Immunohistochemical expression patterns in pancreatic neuroendocrine carcinomas (Pan-NECs). Recurrent genomic alterations include TP53 and RB1 gene mutations, which can be indicated by either complete loss of P53 immunoreactivity (A) or alternatively strong and diffuse P53 expression (not shown) compared with the mixed staining pattern noted in TP53 wild-type cases. Similarly, loss of the Rb protein may reflect an underlying RB1 gene aberration (B). Note the retained internal control of the stromal compartment in both A and B. As Pan-NECs are largely driven by TP53 and RB1 alterations, they do not harbor ATRX or DAXX gene mutations as their Pan-NET G3 counterparts.
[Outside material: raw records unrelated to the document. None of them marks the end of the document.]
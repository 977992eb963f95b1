//! GraphQL request types.

use serde::ser::SerializeMap;
use serde::{Serialize, Serializer};
use serde_json::{Map, Value};

use crate::error::{ClientError, Result};

/// A GraphQL operation type.
#[derive(Debug, Clone, Copy, PartialEq, Eq, Default)]
pub enum OperationType {
    /// A query operation (read-only).
    #[default]
    Query,
    /// A mutation operation (modifies data).
    Mutation,
    /// A subscription operation (real-time updates).
    Subscription,
}

impl OperationType {
    /// The key the document is sent under in an HTTP body.
    fn body_key(self) -> &'static str {
        match self {
            Self::Mutation => "mutation",
            Self::Query | Self::Subscription => "query",
        }
    }
}

/// A GraphQL operation with its variables.
///
/// Over HTTP it serializes as `{"query": ..., "variables": ...}`, or with a
/// `mutation` key for mutations. Over the socket it becomes the payload of a
/// `start` frame.
#[derive(Debug, Clone, PartialEq)]
pub struct GraphQLRequest {
    /// The GraphQL document.
    pub query: String,
    /// Variables, always a JSON value (an empty object when none are set).
    pub variables: Value,
    operation_type: OperationType,
}

impl GraphQLRequest {
    fn with_type(query: impl Into<String>, operation_type: OperationType) -> Self {
        Self {
            query: query.into(),
            variables: Value::Object(Map::new()),
            operation_type,
        }
    }

    /// Create a new query request.
    pub fn query(query: impl Into<String>) -> Self {
        Self::with_type(query, OperationType::Query)
    }

    /// Create a new mutation request.
    ///
    /// # Example
    ///
    /// ```ignore
    /// let request = GraphQLRequest::mutation(r#"
    ///     mutation CreateTodo($name: String!) {
    ///         createTodo(name: $name) { id }
    ///     }
    /// "#)
    /// .variable("name", "write docs")?;
    /// ```
    pub fn mutation(query: impl Into<String>) -> Self {
        Self::with_type(query, OperationType::Mutation)
    }

    /// Create a new subscription request.
    pub fn subscription(query: impl Into<String>) -> Self {
        Self::with_type(query, OperationType::Subscription)
    }

    /// Replace all variables with a serializable value.
    ///
    /// Fails immediately with [`ClientError::Request`] if `variables` cannot
    /// be represented as JSON.
    pub fn variables(mut self, variables: impl Serialize) -> Result<Self> {
        self.variables = serde_json::to_value(variables)
            .map_err(|e| ClientError::Request(format!("failed to encode variables: {e}")))?;
        Ok(self)
    }

    /// Set a single variable.
    pub fn variable(mut self, name: impl Into<String>, value: impl Serialize) -> Result<Self> {
        let value = serde_json::to_value(value)
            .map_err(|e| ClientError::Request(format!("failed to encode variable: {e}")))?;
        match &mut self.variables {
            Value::Object(map) => {
                map.insert(name.into(), value);
            }
            other => {
                let mut map = Map::new();
                map.insert(name.into(), value);
                *other = Value::Object(map);
            }
        }
        Ok(self)
    }

    /// Get the operation type.
    pub fn operation_type(&self) -> OperationType {
        self.operation_type
    }

    /// Check if this is a subscription.
    pub fn is_subscription(&self) -> bool {
        self.operation_type == OperationType::Subscription
    }
}

impl Serialize for GraphQLRequest {
    fn serialize<S: Serializer>(&self, serializer: S) -> std::result::Result<S::Ok, S::Error> {
        let mut map = serializer.serialize_map(Some(2))?;
        map.serialize_entry(self.operation_type.body_key(), &self.query)?;
        map.serialize_entry("variables", &self.variables)?;
        map.end()
    }
}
In this Pan-NEC, a nuclear expression for ATRX (C) and DAXX (D) is diffusely positive, reflecting wild-type genes.

2. Discussion

Pinpointing a neuroendocrine phenotype in a metastatic tumor is imperative in order to obtain the correct treatment, and the development of neuroendocrine markers of the first and second generation has greatly facilitated this procedure [30,34]. However, careful histological and immunohistochemical investigations may also help to identify the tissue of origin in cases in which the patients present with a metastatic deposit only [30]. There are morphological, immunohistochemical, and molecular clues that the practicing pathologist needs to be aware of in order to increase the likelihood of identifying the location of a primary tumor, some of the most crucial of which are reviewed herein. Although the interpretation of the markers requires a critical appraisal of the staining outcome in relation to the clinical history and the overall morphology, there are still a few cornerstones in diagnostic pathology that we believe are of direct value when interpreting NEN-Ups: (1) identify an epithelial origin to exclude pheochromocytoma/paraganglioma; (2) screen widely with TTF1, PDX1 and CDX2; and (3) verify with site-specific stainings (Figure 8). If applied stringently, most NEN-UPs would probably be assigned a correct primary location using this crude approach, although there are numerous pitfalls described for the abovementioned markers.

Figure 8

Simplified and generalized scheme to help in the identification of neuroendocrine neoplasia of unknown primary (NEN-UP) using immunohistochemical markers in clinical routine. The algorithm could be applied to tumors of unknown primary that show a clear-cut neuroendocrine differentiation assessed by morphology and immunohistochemistry. Please note that this is a crude scheme that does not categorically identify all NEN-UPs, as, for example, TTF1 may be upregulated in various high-grade lesions, and PDX1 and CDX2 may both be negative in subsets of NENs arising in the upper GI tract. CK—cytokeratins, PHEO—pheochromocytoma, MTC—medullary thyroid carcinoma, GI—gastrointestinal. Created using BioRender.com.

3. Conclusions

Although imaging analyses often identify the primary location of a NEN-UP, there are instances in which the primary tumor remains undetermined. In such instances, the surgical pathologist plays an important role in assessing morphology and immunohistochemical profiles, which may help identify the true origin of these lesions, which in turn may affect treatment options for the individual patient. However, care must be taken not to rely solely on the significance of a single marker, especially since the aberrant expression is common in poorly differentiated NECs.